The production of the Parliament Channel was skilful in puncturing the image of Laura Borràs and Jordi Turull sitting in the guest gallery at the precise moment that Pere Aragonès announced his idea of undertaking a “clarity agreement”, taking the Canadian route as an example. The general secretary of Junts looked at the ground, bored, holding his head with the palm of his left hand on his cheek; the president of the Parlament, suspended from functions, consulted the mobile, but raised her head to dissent annoyed and swaying it slightly from one side to the other while biting her lower lip when the head of the Government assured: “Although some do not like it, although many of us do not like it, reality is stubborn and we have to build the ways so that the instruments we put in place to vote can implement the result”.
If the intention was to convince Junts not even to consider leaving the Government and indeed the postconvergents put aside the idea of leaving it, it will be to their displeasure and because they have no other choice. serious faces. With the "clarity agreement" none of the pretensions that served to formulate an ultimatum - which was diluted as the days went by - found an answer, in the opinion of JxCat. Neither the formation of a new General Staff of the procés, nor the coordination in Madrid.
“How can we trust a new proposal now if the agreement that facilitated his investiture is not fulfilled?” said Albert Batet, president of the parliamentary group, without concluding whether they give scope to the initiative. However, another ultimatum did come out: the threat to ask the president for a matter of trust if he does not comply with the investiture agreement. A matter of trust that the CUP has also registered for before the end of 2022 in the form of a motion in the next ordinary plenary session. It will then be seen how many supports he harvests. The president is the only one who has the power to call it. He rejected the possibility immediately.
The Junts bench was apathetic during the president's speech. Not a single clap, he tore from her. Not even when he praised the work of the post-convergence ministers. Esquerra was even left alone applauding when Aragonès thanked the work of Josep Maria Argimon–in the ranks of JxCat– for his work with the fourth dose of covid vaccination. Only the ministers of Junts showed their gratitude when Aragonès finished with the hour and a half of speech.
What is clear is that Aragonès tried with this initiative to extend the ERC dialogue strategy and give room to the table where the governments sit to resolve the political conflict.

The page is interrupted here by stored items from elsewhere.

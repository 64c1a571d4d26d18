use std::io;
use std::path::{Path, PathBuf};

/// Errors from entity store operations.
#[derive(Debug, thiserror::Error)]
pub enum StoreError {
    /// Settings are missing a required value or name an invalid key.
    #[error("configuration error: {0}")]
    Config(String),

    /// Settings text could not be parsed.
    #[error("settings parse error: {0}")]
    SettingsParse(String),

    /// I/O error from the filesystem collaborator.
    #[error("I/O error on {}: {source}", path.display())]
    Io {
        path: PathBuf,
        #[source]
        source: io::Error,
    },

    /// Encoding the collection to JSON failed.
    #[error("serialization error: {0}")]
    Serialization(String),

    /// The backing file does not hold a JSON array of entities.
    #[error("corrupt repository file {}: {reason}", path.display())]
    Corrupt { path: PathBuf, reason: String },
}

impl StoreError {
    pub(crate) fn io(path: &Path, source: io::Error) -> Self {
        Self::Io {
            path: path.to_path_buf(),
            source,
        }
    }
}

/// Result alias for store operations.
pub type StoreResult<T> = Result<T, StoreError>;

The president proposed in Parliament, during the general policy debate, a "clarity agreement" inspired by the Quebec case that lays the foundations for an agreed and "effective" referendum. And that in Canada the law has served rather to deactivate referendums and not to encourage them, and that the Quebecois separatists rejected it. In any case, it would be a starting signal to study if they are marked, for example, from when it is possible to ask for a consultation, the percentages of participation necessary for the hypothetical referendum to be validated, or who would be called to the polls.
The idea did not excite either JxCat or the CUP, but neither did the PSC and the commons, whom it intended to drag to make a referendum viable. The latter paradoxically did not endorse it despite the fact that they brought a proposal for a "clarity pact" to Parliament in 2018. It fell on deaf ears with the vote against Junts and the CUP. Only ERC seconded it. "Welcome, but you told us it was a past screen," said Jéssica Albiach, leader of En Comú Podem, yesterday.
Be that as it may, the idea of the "clarity agreement" is for the moment marking the rules of the game with the involvement of experts, jurists, political parties and civil society. But its materialization is yet to be defined. Aragonès is studying all the options, although it could lead to a new national pact for self-determination, and not so much to the crystallization of a law, such as the one created in Canada after the 1995 Quebec referendum, which set the conditions for future consultations.
This proposal would have a first phase that would remain outside the dialogue table and in which the independence movement would undertake a double process of accumulation of forces: gathering the maximum possible support and consensus in Catalan society, and obtaining international support.
With these two pieces completed, the president would present, then yes, this "clarity agreement" face to face before the State at the dialogue table. Aragonès has not set deadlines for all this.
Before arriving at Parliament, the PSC, Together, the CUP and the commons briefly reported. He knew that the socialists would refuse. In fact, the Government of Pedro Sánchez from Madrid slammed the proposal right away, a few minutes later. The Catalan socialists, too. "I don't agree, it doesn't solve anything and it's déjà vu," said Salvador Illa.
The president's response came from the newspaper library. In 2016 Miquel Iceta, then leader of the PSC, formulated the same initiative to try to unravel the procés. "It's not so bad if the PSC defended it (...). How is it that agreeing on conditions with the State was possible according to the PSC when there was an absolute majority of the PP and now it is not?” Aragonès replied to Illa.